WHAT IS NEEDED –
Reproduce the first line of the entries that follow and each later line, word for word, ending with the one containing "a class implemented".

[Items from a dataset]
Start of Block

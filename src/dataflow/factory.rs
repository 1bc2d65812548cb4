//! String-keyed component construction.

use super::component::{BuildContext, Component, Construct};
use super::error::{DataflowError, DataflowResult};
use super::module::{Module, ModuleRegistry};
use crate::config::SubgraphConfig;
use std::collections::BTreeMap;
use std::sync::Arc;

/// Constructor registered for one class name.
pub type Constructor =
    Arc<dyn Fn(&SubgraphConfig, &BuildContext) -> DataflowResult<Arc<dyn Component>> + Send + Sync>;

/// Maps class names to constructors.
///
/// Module registries are owned by the factory, so two factories never
/// share a module instance.
#[derive(Default)]
pub struct ComponentFactory {
    constructors: BTreeMap<String, Constructor>,
}

impl ComponentFactory {
    pub fn new() -> Self {
        Self::default()
    }

    /// Factory with every built-in component and I/O adapter registered.
    pub fn with_builtins() -> Self {
        let mut factory = Self::new();
        crate::components::register_all(&mut factory);
        crate::io::register_all(&mut factory);
        factory
    }

    /// Register a class implemented by `C`.
    pub fn register<C>(&mut self, class: &str)
    where
        C: Construct + Component + 'static,
    {
        self.register_fn(class, |config, ctx| {
            Ok(Arc::new(C::construct(config, ctx)?) as Arc<dyn Component>)
        });
    }

    /// Register a class with an explicit constructor. Registering a name
    /// twice replaces the earlier constructor.
    pub fn register_fn<F>(&mut self, class: &str, constructor: F)
    where
        F: Fn(&SubgraphConfig, &BuildContext) -> DataflowResult<Arc<dyn Component>>
            + Send
            + Sync
            + 'static,
    {
        if self
            .constructors
            .insert(class.to_string(), Arc::new(constructor))
            .is_some()
        {
            tracing::warn!("Component class {} registered twice", class);
        }
    }

    /// Register `classes` as components of module `M`. All of them share
    /// one registry, so components of different classes with the same
    /// module key attach to the same module.
    pub fn register_module<M: Module>(&mut self, classes: &[&str]) {
        let registry = Arc::new(ModuleRegistry::<M>::new());
        for class in classes {
            let registry = registry.clone();
            self.register_fn(class, move |config, ctx| {
                let module = registry.obtain(config, ctx)?;
                M::create_component(&module, config, ctx)
            });
        }
    }

    pub fn contains(&self, class: &str) -> bool {
        self.constructors.contains_key(class)
    }

    /// Registered class names, sorted.
    pub fn classes(&self) -> impl Iterator<Item = &str> {
        self.constructors.keys().map(String::as_str)
    }

    pub fn create(&self, config: &SubgraphConfig, ctx: &BuildContext) -> DataflowResult<Arc<dyn Component>> {
        let constructor = self
            .constructors
            .get(&config.class)
            .ok_or_else(|| DataflowError::UnknownComponentType(config.class.clone()))?;
        constructor(config, ctx)
    }
}
//! # trackflow: event propagation for tracking dataflows
//!
//! A runtime-configured graph of components exchanging timestamped
//! measurements (poses, positions, rotations, matrices) through typed push
//! and pull ports.
//!
//! ## Architecture
//!
//! - **measurement**: payload types, timestamps and the text codec
//! - **config**: graph descriptions, typed attribute access, binary settings
//! - **dataflow**: ports, the event queue, trigger components, expansion,
//!   modules, the factory and the built [`dataflow::Network`]
//! - **components**: leaf components (buffers, samplers, algebra, ...)
//! - **io**: calibration files, recordings and UDP transport
//!
//! ## Example
//!
//! ```ignore
//! use trackflow::{
//!     config::GraphConfig,
//!     dataflow::{ComponentFactory, DispatchMode, Network},
//! };
//!
//! let graph = GraphConfig::load("tracking.toml")?;
//! let factory = ComponentFactory::with_builtins();
//! let network = Network::build(&graph, &factory, DispatchMode::Inline)?;
//! network.start()?;
//! // ...
//! network.stop();
//! ```

pub mod components;
pub mod config;
pub mod dataflow;
pub mod error;
pub mod io;
pub mod measurement;

pub use config::{GraphConfig, Settings, SubgraphConfig};
pub use dataflow::{Component, ComponentFactory, DataflowError, DataflowResult, Network};
pub use error::{Result, TrackflowError};
pub use measurement::{Measurement, Timestamp};
/// One output of a trigger component. Values written during a round are
/// pushed after the round, or returned to the pulling consumer.
pub struct TriggerOutPort<T> {
    inner: Arc<TriggerOutInner<T>>,
}

impl<T> Clone for TriggerOutPort<T> {
    fn clone(&self) -> Self {
        Self {
            inner: self.inner.clone(),
        }
    }
}

impl<T: Payload> TriggerOutPort<T> {
    pub fn name(&self) -> &str {
        &self.inner.name
    }

    pub fn send(&self, measurement: Measurement<T>) {
        *self.inner.pending.lock() = Some(measurement);
    }

    pub fn is_push(&self) -> bool {
        self.inner.supplier.is_some()
    }
}

// ==================== component ====================

/// Join component running a registered computation per round.
pub struct TriggerComponent {
    core: ComponentCore,
    config: SubgraphConfig,
    expansion: ExpansionMode,
    shared: Arc<TriggerShared>,
}

impl TriggerComponent {
    pub fn new(config: &SubgraphConfig, ctx: &BuildContext) -> DataflowResult<Self> {
        Ok(Self {
            core: ComponentCore::new(config, ctx),
            config: config.clone(),
            expansion: ExpansionMode::from_config(config)?,
            shared: Arc::new(TriggerShared::default()),
        })
    }

    pub fn config(&self) -> &SubgraphConfig {
        &self.config
    }

    pub fn expansion(&self) -> ExpansionMode {
        self.expansion
    }

    /// Number of successful computations so far.
    pub fn rounds(&self) -> u64 {
        self.shared.rounds.load(Ordering::Relaxed)
    }

    /// Register the computation. `compute(t)` reads inputs through their
    /// ports and writes results to output ports.
    pub fn set_compute<F>(&self, compute: F)
    where
        F: Fn(Timestamp) -> DataflowResult<()> + Send + Sync + 'static,
    {
        *self.shared.compute.write() = Some(Box::new(compute));
    }

    /// Input whose mode follows the edge configuration (push by default).
    /// An edge attribute `completion = true` makes it a completion signal.
    pub fn input<T: Payload>(&mut self, name: &str) -> DataflowResult<TriggerInPort<T>> {
        let completion = self.config.edge_attr_or(name, "completion", false)?;
        self.add_input(name, completion, None)
    }

    /// Push input that alone starts rounds, together with any other
    /// completion inputs.
    pub fn completion_input<T: Payload>(&mut self, name: &str) -> DataflowResult<TriggerInPort<T>> {
        self.add_input(name, true, None)
    }

    /// List input, expanded as configured by the `expansion` attribute.
    pub fn expansion_input<T: Payload>(&mut self, name: &str) -> DataflowResult<ExpansionInPort<T>> {
        let expansion = match self.expansion {
            ExpansionMode::None => Expansion::List(self.input::<Vec<T>>(name)?),
            ExpansionMode::Time => {
                return self.time_expansion_input(name, TimePolicy::UntilConsumed);
            }
            ExpansionMode::Space => {
                let mut edges: Vec<(usize, String)> = self
                    .config
                    .inputs()
                    .filter_map(|e| space_index(&e.name, name).map(|i| (i, e.name.clone())))
                    .collect();
                if edges.is_empty() {
                    return Err(DataflowError::NoSuchPort {
                        component: self.config.id.clone(),
                        port: name.to_string(),
                    });
                }
                edges.sort();
                let ports = edges
                    .iter()
                    .map(|(_, edge)| self.input::<T>(edge))
                    .collect::<DataflowResult<Vec<_>>>()?;
                Expansion::Space(ports)
            }
        };
        Ok(ExpansionInPort { expansion })
    }

    /// Push input accumulating single measurements into a list.
    pub fn time_expansion_input<T: Payload>(
        &mut self,
        name: &str,
        policy: TimePolicy,
    ) -> DataflowResult<ExpansionInPort<T>> {
        let completion = self.config.edge_attr_or(name, "completion", false)?;
        let port = self.add_input(name, completion, Some(policy))?;
        Ok(ExpansionInPort {
            expansion: Expansion::Time(port),
        })
    }

    fn add_input<T: Payload>(
        &mut self,
        name: &str,
        completion: bool,
        policy: Option<TimePolicy>,
    ) -> DataflowResult<TriggerInPort<T>> {
        let mode = self.config.edge_mode(name, EdgeMode::Push);
        let source = match mode {
            EdgeMode::Push => InputSource::Push,
            EdgeMode::Pull if policy.is_some() => {
                return Err(DataflowError::invalid_attribute(
                    &self.config.id,
                    name,
                    "time expansion needs a push edge",
                ));
            }
            EdgeMode::Pull => InputSource::Pull(self.core.pull_consumer::<T>(name)?),
        };
        let inner = Arc::new(TriggerInInner {
            name: name.to_string(),
            completion: completion && mode == EdgeMode::Push,
            source,
            current: Mutex::new(None),
            accumulator: policy.map(|p| Mutex::new(TimeAccumulator::new(p))),
            round_time: AtomicU64::new(0),
        });

        if mode == EdgeMode::Push {
            let slot = inner.clone();
            let shared = self.shared.clone();
            let completion = inner.completion;
            self.core.push_consumer::<T, _>(name, move |m| {
                let time = m.time();
                shared.on_push(completion, time, || slot.store(m))
            })?;
        }
        self.shared.inputs.write().push(inner.clone());
        Ok(TriggerInPort { inner })
    }

    /// Output whose mode follows the edge configuration (push by default).
    pub fn output<T: Payload>(&mut self, name: &str) -> DataflowResult<TriggerOutPort<T>> {
        let mode = self.config.edge_mode(name, EdgeMode::Push);
        let supplier = match mode {
            EdgeMode::Push => Some(self.core.push_supplier::<T>(name)?),
            EdgeMode::Pull => None,
        };
        let inner = Arc::new(TriggerOutInner {
            name: name.to_string(),
            pending: Mutex::new(None),
            supplier,
        });
        if mode == EdgeMode::Pull {
            let shared = self.shared.clone();
            let out = inner.clone();
            self.core
                .pull_supplier::<T, _>(name, move |t| shared.pull_round(t, &out))?;
        }
        self.shared.outputs.write().push(inner.clone());
        Ok(TriggerOutPort { inner })
    }
}

/// Index of `edge` within the space expansion of `base`: `base` is 0,
/// `N_base` is N.
fn space_index(edge: &str, base: &str) -> Option<usize> {
    if edge == base {
        return Some(0);
    }
    let (index, rest) = edge.split_once('_')?;
    (rest == base).then(|| index.parse().ok()).flatten()
}

impl Component for TriggerComponent {
    fn core(&self) -> &ComponentCore {
        &self.core
    }
}
//! Key/value attribute bags attached to components and edges.

use serde::{Deserialize, Serialize};
use std::collections::BTreeMap;
use std::fmt;
use std::str::FromStr;

/// A single attribute value.
///
/// Graph files may write numbers and booleans natively; every value can
/// also be read back as text, which is how typed accessors parse it.
#[derive(Debug, Clone, PartialEq, Serialize, Deserialize)]
#[serde(untagged)]
pub enum AttributeValue {
    Bool(bool),
    Integer(i64),
    Float(f64),
    Text(String),
}

impl fmt::Display for AttributeValue {
    fn fmt(&self, f: &mut fmt::Formatter<'_>) -> fmt::Result {
        match self {
            AttributeValue::Bool(b) => write!(f, "{b}"),
            AttributeValue::Integer(i) => write!(f, "{i}"),
            AttributeValue::Float(x) => write!(f, "{x}"),
            AttributeValue::Text(s) => write!(f, "{s}"),
        }
    }
}

impl From<&str> for AttributeValue {
    fn from(value: &str) -> Self {
        AttributeValue::Text(value.to_string())
    }
}

impl From<String> for AttributeValue {
    fn from(value: String) -> Self {
        AttributeValue::Text(value)
    }
}

impl From<i64> for AttributeValue {
    fn from(value: i64) -> Self {
        AttributeValue::Integer(value)
    }
}

impl From<f64> for AttributeValue {
    fn from(value: f64) -> Self {
        AttributeValue::Float(value)
    }
}

impl From<bool> for AttributeValue {
    fn from(value: bool) -> Self {
        AttributeValue::Bool(value)
    }
}

/// Ordered attribute bag.
#[derive(Debug, Clone, Default, PartialEq, Serialize, Deserialize)]
#[serde(transparent)]
pub struct Attributes(BTreeMap<String, AttributeValue>);

impl Attributes {
    pub fn new() -> Self {
        Self::default()
    }

    pub fn has(&self, key: &str) -> bool {
        self.0.contains_key(key)
    }

    pub fn get(&self, key: &str) -> Option<&AttributeValue> {
        self.0.get(key)
    }

    pub fn insert(&mut self, key: impl Into<String>, value: impl Into<AttributeValue>) {
        self.0.insert(key.into(), value.into());
    }

    pub fn text(&self, key: &str) -> Option<String> {
        self.0.get(key).map(ToString::to_string)
    }

    /// Parse the attribute as `T`. `Ok(None)` when absent, `Err` with a
    /// description when present but unparsable.
    pub fn parse<T>(&self, key: &str) -> Result<Option<T>, String>
    where
        T: FromStr,
        T::Err: fmt::Display,
    {
        match self.0.get(key) {
            None => Ok(None),
            Some(value) => {
                let text = value.to_string();
                text.trim()
                    .parse::<T>()
                    .map(Some)
                    .map_err(|e| format!("cannot parse '{text}': {e}"))
            }
        }
    }

    /// Whitespace separated numbers, e.g. `"0 0 0 1"`.
    pub fn numbers(&self, key: &str) -> Result<Option<Vec<f64>>, String> {
        let Some(value) = self.0.get(key) else {
            return Ok(None);
        };
        match value {
            AttributeValue::Integer(i) => Ok(Some(vec![*i as f64])),
            AttributeValue::Float(x) => Ok(Some(vec![*x])),
            AttributeValue::Bool(_) => Err("expected numbers, found a boolean".to_string()),
            AttributeValue::Text(text) => text
                .split_whitespace()
                .map(|tok| {
                    tok.parse::<f64>()
                        .map_err(|e| format!("cannot parse '{tok}': {e}"))
                })
                .collect::<Result<Vec<_>, _>>()
                .map(Some),
        }
    }

    pub fn iter(&self) -> impl Iterator<Item = (&String, &AttributeValue)> {
        self.0.iter()
    }

    pub fn is_empty(&self) -> bool {
        self.0.is_empty()
    }
}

End of Block

RESULT OF THE TASK –
filename src/dataflow/factory.rs
repository 1bc2d65812548cb4
//! String-keyed component construction.

use super::component::{BuildContext, Component, Construct};
use super::error::{DataflowError, DataflowResult};
use super::module::{Module, ModuleRegistry};
use crate::config::SubgraphConfig;
use std::collections::BTreeMap;
use std::sync::Arc;

/// Constructor registered for one class name.
pub type Constructor =
    Arc<dyn Fn(&SubgraphConfig, &BuildContext) -> DataflowResult<Arc<dyn Component>> + Send + Sync>;

/// Maps class names to constructors.
///
/// Module registries are owned by the factory, so two factories never
/// share a module instance.
#[derive(Default)]
pub struct ComponentFactory {
    constructors: BTreeMap<String, Constructor>,
}

impl ComponentFactory {
    pub fn new() -> Self {
        Self::default()
    }

    /// Factory with every built-in component and I/O adapter registered.
    pub fn with_builtins() -> Self {
        let mut factory = Self::new();
        crate::components::register_all(&mut factory);
        crate::io::register_all(&mut factory);
        factory
    }

    /// Register a class implemented by `C`.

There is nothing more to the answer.